Wednesday, October 19, 2011

Don't Blame Beer. The Red Sox Just Sucked


There's been a bit of a non story floating around since last week regarding the Boston Red Sox and their wild drinking ways. As anyone who's half glanced at this blog before can tell you, we are no friend of Boston and it's sports teams, in particular the Red Sox. But we do love beer. And beer is not the problem with the 2011 Boston Red Sox nor is it the reason that they played like a Parkville team in September. As that t-shirt they sell outside of Yankee Stadium says: the Red Sox were never cursed, they just sucked for 86 years. And similarly, the Red Sox weren't drunk in September, they just sucked.

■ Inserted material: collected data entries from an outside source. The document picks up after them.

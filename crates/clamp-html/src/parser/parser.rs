//! [§ 13.4 Parsing HTML fragments](https://html.spec.whatwg.org/multipage/parsing.html#parsing-html-fragments)
//!
//! A reduced tree builder: tokens are inserted under a context node using a
//! stack of open elements. There are no insertion modes; the markup handled
//! here is body content (prose and small inline decorations).

use clamp_dom::{DomTree, ElementData, NodeId, NodeType, is_void_element};

use crate::tokenizer::{HTMLTokenizer, Token};

/// A recoverable problem found while building the tree.
#[derive(Debug, Clone, PartialEq, Eq)]
pub struct ParseIssue {
    /// Human-readable description.
    pub message: String,
    /// Index into the token stream where this issue was encountered.
    pub token_index: usize,
}

/// [§ 13.2.6.4.7 "in body"](https://html.spec.whatwg.org/multipage/parsing.html#parsing-main-inbody)
///
/// "If the stack of open elements has a p element in button scope, then
/// close a p element."
///
/// Start tags in this list implicitly close an open `<p>`.
const CLOSES_P: &[&str] = &[
    "address", "article", "aside", "blockquote", "div", "dl", "footer", "h1", "h2", "h3", "h4",
    "h5", "h6", "header", "hr", "main", "nav", "ol", "p", "pre", "section", "table", "ul",
];

/// Builds DOM nodes from a token stream under a context node.
pub struct FragmentParser {
    tokens: Vec<Token>,
    issues: Vec<ParseIssue>,
}

impl FragmentParser {
    /// Create a parser over an already tokenized input.
    #[must_use]
    pub fn new(tokens: Vec<Token>) -> Self {
        Self {
            tokens,
            issues: Vec::new(),
        }
    }

    /// Insert every token under `context`, appending after any existing
    /// children. Returns the issues encountered.
    pub fn run(mut self, tree: &mut DomTree, context: NodeId) -> Vec<ParseIssue> {
        // "Let stack of open elements be a new stack containing the context element."
        let mut open_elements: Vec<NodeId> = vec![context];
        let tokens = std::mem::take(&mut self.tokens);

        for (index, token) in tokens.into_iter().enumerate() {
            let current = open_elements.last().copied().unwrap_or(context);
            match token {
                Token::Character { data } => insert_character(tree, current, data),
                Token::Comment { data } => {
                    let comment = tree.alloc(NodeType::Comment(data));
                    tree.append_child(current, comment);
                }
                // "A DOCTYPE token: Parse error. Ignore the token."
                Token::Doctype { .. } => self.issue(index, "DOCTYPE in fragment ignored"),
                Token::StartTag {
                    name,
                    self_closing,
                    attributes,
                } => {
                    if CLOSES_P.contains(&name.as_str()) {
                        close_element(tree, &mut open_elements, "p");
                    }
                    if name == "li" {
                        close_element(tree, &mut open_elements, "li");
                    }

                    let mut data = ElementData::new(&name);
                    for attr in attributes {
                        let _previous = data.attrs.insert(attr.name, attr.value);
                    }
                    let parent = open_elements.last().copied().unwrap_or(context);
                    let element = tree.alloc(NodeType::Element(data));
                    tree.append_child(parent, element);

                    if self_closing && !is_void_element(&name) {
                        self.issue(
                            index,
                            &format!("self-closing flag on non-void element <{name}>"),
                        );
                    }
                    // Void elements are popped immediately; a self-closing
                    // non-void element is treated as closed, which is what
                    // authors writing `<span/>` intend.
                    if !is_void_element(&name) && !self_closing {
                        open_elements.push(element);
                    }
                }
                Token::EndTag { name } => {
                    // "<br> end tag: Parse error. Drop the attributes from the
                    // token, and act as described in the next entry; i.e. act as if
                    // this was a "br" start tag token with no attributes"
                    if name == "br" {
                        self.issue(index, "</br> treated as <br>");
                        let br = tree.alloc_element("br");
                        tree.append_child(current, br);
                        continue;
                    }
                    if !close_element(tree, &mut open_elements, &name) {
                        self.issue(index, &format!("unmatched end tag </{name}>"));
                    }
                }
                Token::EndOfFile => break,
            }
        }

        self.issues
    }

    fn issue(&mut self, token_index: usize, message: &str) {
        self.issues.push(ParseIssue {
            message: message.to_string(),
            token_index,
        });
    }
}

/// [§ 13.2.6.1 Inserting a character](https://html.spec.whatwg.org/multipage/parsing.html#insert-a-character)
///
/// "If there is a Text node immediately before the adjusted insertion
/// location, then append data to that Text node's data. Otherwise, create a
/// new Text node whose data is data"
fn insert_character(tree: &mut DomTree, parent: NodeId, c: char) {
    if let Some(last) = tree.last_child(parent) {
        if let Some(NodeType::Text(text)) = tree.get_mut(last).map(|n| &mut n.node_type) {
            text.push(c);
            return;
        }
    }
    let text = tree.alloc(NodeType::Text(c.to_string()));
    tree.append_child(parent, text);
}

/// Pop the stack of open elements up to and including the nearest element
/// named `name`. The context element (bottom of the stack) is never popped.
/// Returns false if no such element is open.
fn close_element(tree: &DomTree, open_elements: &mut Vec<NodeId>, name: &str) -> bool {
    let Some(position) = open_elements.iter().skip(1).rposition(|&id| {
        tree.as_element(id)
            .is_some_and(|e| e.tag_name.eq_ignore_ascii_case(name))
    }) else {
        return false;
    };
    // `rposition` on the skipped iterator is relative to index 1.
    open_elements.truncate(position + 1);
    true
}

/// [§ 13.4 Parsing HTML fragments](https://html.spec.whatwg.org/multipage/parsing.html#parsing-html-fragments)
///
/// Parse `html` and append the resulting nodes to `context`.
pub fn parse_fragment(tree: &mut DomTree, context: NodeId, html: &str) -> Vec<ParseIssue> {
    let mut tokenizer = HTMLTokenizer::new(html.to_string());
    tokenizer.run();
    FragmentParser::new(tokenizer.into_tokens()).run(tree, context)
}

/// Parse `html` as a fragment directly under a new document node.
///
/// No `<html>`/`<head>`/`<body>` elements are implied; explicit ones are
/// kept as ordinary elements.
#[must_use]
pub fn parse_document(html: &str) -> (DomTree, Vec<ParseIssue>) {
    let mut tree = DomTree::new();
    let issues = parse_fragment(&mut tree, NodeId::ROOT, html);
    (tree, issues)
}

Sucked really bad. But it's not beer's fault. I wouldn't expect pitchers on their off days to not drink beer, in fact I'm surprised all of baseball doesn't crack open a six pack in the dugout. As Homer Simpson once realized, baseball without beer is a really boring game. If Lester and whoever else wants to open a beer while they sit in the bullpen more power to them, can you imagine sitting there for 3 or 4 hours (if it's a Yanks vs. Sox game more like 5) stone sober. It's not like Papelbon was funneling Coors cans in the locker room before he's called out to pitch and make that retarded face (though maybe drinking would explain the face), these are guys who aren't pitching for at least another day. I think we can allow them a Heineken while they sit on their asses like the rest of us. Not to incriminate myself, but I have maybe once or twice had a beer or an entire mini bottle of Hennessy while at work. Did this hinder my job performance? Absolutely, but I'm not going to say baseball players can't have the same fun I did. They weren't going all Don Draper, sucking down entire bottles of scotch and looking longingly out their windows. No, they had a beer or two and maybe some Popeye's chicken and sat in the dugout. And let us not forget that the revered 2004 team, the one that can do no wrong, those plucky "idiots" that reversed the curse. They said themselves in their 30 for 30 documentary that they took shots of Jack Daniels before games. And this was the starting lineup who had to get up and bat. But their drinking was just part of that loose, fun atmosphere that stood in contrast to the big, bad boring Yankees. Those little scamps! It's just an example of how winning colors people's perceptions. Fun loving Nick Swisher is just what the stiff Yankee lineup needs in 09 when they're winning. When they lose, he's a light hitting bum who doesn't take his job seriously like the old Yankees did. Like the cliche says, winning cures all.

So, Boston Globe and people of New England and the rest of Red Sox Nation, criticize the Sox for playing some of the sloppiest, error filled baseball this side of the Bad News Bears. Or for not hitting in big spots for an entire month. Or for letting big leads slip away time and time again. But don't blame beer for your team simply sucking.